Doris Mpoumou, representante especial da ONU Mulheres para a União Africana, resumiu o desafio: “É fundamental garantir que os mecanismos de financiamento sejam acessíveis e realmente atendam às necessidades das comunidades”.

foto mostra Ana Toni, diretora executiva da COP30 e secretária nacional de Mudança do Clima do Ministério de Meio Ambiente e Mudança do Clima do Brasil e mulheres africanas
Protagonismo feminino africano aponta caminhos para justiça climática e igualdade - Foto: Rafa Neddermeyer/COP30 Brasil Amazônia/PR

A sub-representação feminina

A desigualdade também se reflete nas negociações globais. Dados da Gender and Environment Data Alliance mostram que, na COP29, apenas 32% dos delegados africanos eram mulheres. Em 53 das 54 delegações do continente, os homens eram maioria. E só quatro países publicam estatísticas desagregadas por sexo sobre mortalidade ligada à poluição e desastres naturais.

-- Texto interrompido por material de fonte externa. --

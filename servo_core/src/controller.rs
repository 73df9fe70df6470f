//! The motion controller (`MotionController`).
//!
//! Owns the motion state and the servo handle, maps levels to angles, and
//! drives each move as a blocking sequence of one-degree steps.

use std::sync::Arc;

use servo_traits::clock::Clock;
use servo_traits::{Servo, StateSink};

use crate::command::Command;
use crate::config::{ActuatorCfg, MotionCfg};
use crate::error::Result;
use crate::hw_error::{map_attach_error, map_hw_error};
use crate::mapping::{clamp_angle, level_to_angle, ms_to_whole_secs};
use crate::motion::MotionPlan;
use crate::report::StateReport;

/// Single-actuator motion controller, generic over the servo and report sink.
pub struct MotionController<S: Servo, K: StateSink> {
    pub(crate) name: String,
    pub(crate) actuator: ActuatorCfg,
    pub(crate) motion: MotionCfg,
    pub(crate) servo: S,
    pub(crate) sink: K,
    pub(crate) clock: Arc<dyn Clock + Send + Sync>,

    pub(crate) current_level: i32,
    pub(crate) old_angle: i32,
    pub(crate) target_angle: i32,
    pub(crate) current_angle: i32,
    pub(crate) current_duration: i32,
}

impl<S: Servo, K: StateSink> core::fmt::Debug for MotionController<S, K> {
    fn fmt(&self, f: &mut core::fmt::Formatter<'_>) -> core::fmt::Result {
        f.debug_struct("MotionController")
            .field("name", &self.name)
            .field("pin", &self.actuator.pin)
            .field("level", &self.current_level)
            .field("old_angle", &self.old_angle)
            .field("target_angle", &self.target_angle)
            .field("duration_s", &self.current_duration)
            .finish()
    }
}

impl<S: Servo, K: StateSink> MotionController<S, K> {
    pub(crate) fn new(
        name: String,
        actuator: ActuatorCfg,
        motion: MotionCfg,
        servo: S,
        sink: K,
        clock: Arc<dyn Clock + Send + Sync>,
    ) -> Self {
        let target_angle = level_to_angle(
            actuator.starting_level,
            actuator.zero_level_angle,
            actuator.full_level_angle,
        );
        Self {
            current_level: actuator.starting_level,
            current_duration: ms_to_whole_secs(actuator.move_time_ms),
            old_angle: target_angle,
            target_angle,
            current_angle: target_angle,
            name,
            actuator,
            motion,
            servo,
            sink,
            clock,
        }
    }

    /// Move to the starting angle and report. Call once at startup.
    pub fn init(&mut self) -> Result<()> {
        let moved = self.run_motion_cycle();
        self.refresh();
        moved
    }

    /// Accept a new level/duration, move there, and report.
    ///
    /// The new move starts from the previous target. Neither argument is
    /// range-checked; only the resulting angle is clamped. Returns an error
    /// only when the servo could not be attached, in which case nothing was
    /// written but the state was still updated and reported.
    pub fn be_smart(&mut self, level: i32, duration_s: i32) -> Result<()> {
        self.current_level = level;
        self.current_duration = duration_s;
        self.old_angle = self.target_angle;
        self.target_angle = level_to_angle(
            level,
            self.actuator.zero_level_angle,
            self.actuator.full_level_angle,
        );
        tracing::debug!(
            name = %self.name,
            level,
            duration_s,
            old_angle = self.old_angle,
            target_angle = self.target_angle,
            "command accepted"
        );
        let moved = self.run_motion_cycle();
        self.refresh();
        moved
    }

    /// Decode a raw `"<prefix> <level>:<duration>"` string and run it.
    pub fn handle_command(&mut self, raw: &str) -> Result<()> {
        let cmd = Command::parse(raw);
        tracing::debug!(
            name = %self.name,
            raw,
            level = cmd.level,
            duration_s = cmd.duration_s,
            "command parsed"
        );
        self.be_smart(cmd.level, cmd.duration_s)
    }

    /// Send the current state upstream. Does not touch motion state.
    pub fn refresh(&mut self) {
        let line = self.report().to_string();
        self.sink.send(&line);
    }

    /// Current state as a structured report.
    pub fn report(&self) -> StateReport {
        StateReport {
            name: self.name.clone(),
            level: self.current_level,
            target_angle: self.target_angle,
            duration_s: self.current_duration,
        }
    }

    pub fn name(&self) -> &str {
        &self.name
    }
    pub fn pin(&self) -> u8 {
        self.actuator.pin
    }
    pub fn target_angle(&self) -> i32 {
        self.target_angle
    }
    pub fn level(&self) -> i32 {
        self.current_level
    }
    pub fn duration(&self) -> i32 {
        self.current_duration
    }
    pub fn old_angle(&self) -> i32 {
        self.old_angle
    }
    /// Last angle written to the servo. Equals `target_angle` after a
    /// completed move; after a failed attach nothing was written, so it keeps
    /// the previous position while `target_angle` already holds the new one.
    pub fn current_angle(&self) -> i32 {
        self.current_angle
    }
    pub fn detach_after_move(&self) -> bool {
        self.actuator.detach_after_move
    }
    pub fn is_attached(&self) -> bool {
        self.servo.is_attached()
    }
    pub fn motion_cfg(&self) -> &MotionCfg {
        &self.motion
    }

    /// Plan for moving from `old_angle` to `target_angle` at the current duration.
    pub fn plan(&self) -> MotionPlan {
        MotionPlan::new(
            self.old_angle,
            self.target_angle,
            self.current_duration,
            &self.motion,
        )
    }

    /// One blocking move from `old_angle` to `target_angle`.
    fn run_motion_cycle(&mut self) -> Result<()> {
        let span = tracing::debug_span!("servo", name = %self.name, pin = self.actuator.pin);
        let _enter = span.enter();
        self.target_angle = clamp_angle(self.target_angle);

        if !self.servo.is_attached()
            && let Err(e) = self.servo.attach(self.actuator.pin)
        {
            let err = map_attach_error(&*e);
            tracing::error!(error = %err, "servo attach failed; move skipped");
            return Err(err.into());
        }

        let plan = self.plan();

        if plan.is_hold() {
            self.current_angle = plan.target();
            self.write_angle(plan.target() as u8);
            self.clock.sleep(plan.settle());
        } else {
            tracing::debug!(
                from = plan.start(),
                to = plan.target(),
                steps = plan.steps(),
                step_ms = plan.step_delay().as_millis() as u64,
                "stepping"
            );
            for angle in plan.angles() {
                self.current_angle = i32::from(angle);
                self.write_angle(angle);
                self.clock.sleep(plan.step_delay());
            }
        }

        tracing::debug!(angle = self.target_angle, "servo motor angle set");

        if self.actuator.detach_after_move
            && let Err(e) = self.servo.detach()
        {
            tracing::warn!(error = %map_hw_error(&*e), "servo detach failed");
        }
        Ok(())
    }

    /// Best-effort write; failures are logged and the move carries on.
    fn write_angle(&mut self, angle: u8) {
        tracing::trace!(angle, "write");
        if let Err(e) = self.servo.write(angle) {
            tracing::warn!(angle, error = %map_hw_error(&*e), "servo write failed");
        }
    }
}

Priscilla Achakapa, presidente do WEP, lembrou que, apesar da falta de recursos, mulheres africanas já implementam soluções inovadoras — da aquaponia à energia limpa. “As africanas devem estar presentes nas negociações não apenas como vozes consultivas, mas como líderes na formulação de políticas”, defendeu.

COP30: a chance de virar o jogo

Com a COP30 em Belém, a expectativa é de uma virada. O embaixador André Corrêa do Lago reconheceu que a agenda de gênero entrou tarde nos debates climáticos, mas destacou que agora será transversal em todas as negociações.

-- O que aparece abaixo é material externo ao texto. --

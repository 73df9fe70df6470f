//! Test and helper sinks for servo_core

use std::sync::{Arc, Mutex};

/// A sink that keeps every report; clones share the same buffer so a test can
/// keep one handle after moving the other into a controller.
#[derive(Debug, Default, Clone)]
pub struct RecordingSink {
    messages: Arc<Mutex<Vec<String>>>,
}

impl RecordingSink {
    pub fn new() -> Self {
        Self::default()
    }

    pub fn messages(&self) -> Vec<String> {
        self.messages
            .lock()
            .map(|m| m.clone())
            .unwrap_or_default()
    }

    pub fn last(&self) -> Option<String> {
        self.messages.lock().ok().and_then(|m| m.last().cloned())
    }
}

impl servo_traits::StateSink for RecordingSink {
    fn send(&mut self, message: &str) {
        if let Ok(mut m) = self.messages.lock() {
            m.push(message.to_string());
        }
    }
}

/// A sink that drops everything.
#[derive(Debug, Default, Clone, Copy)]
pub struct NullSink;

impl servo_traits::StateSink for NullSink {
    fn send(&mut self, _message: &str) {}
}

Ana Toni, CEO da COP30, reforçou o caráter histórico da interação entre mulheres africanas e negras brasileiras: “Essa colaboração inspira ações concretas. A COP30 deve ser centrada nas pessoas, especialmente nas mulheres, que estão na linha de frente da vulnerabilidade, mas também da mudança”.

O consenso entre as lideranças africanas é cristalino: a África não quer apenas reagir à crise climática — quer liderar o debate global e provar que desenvolvimento e igualdade podem caminhar lado a lado.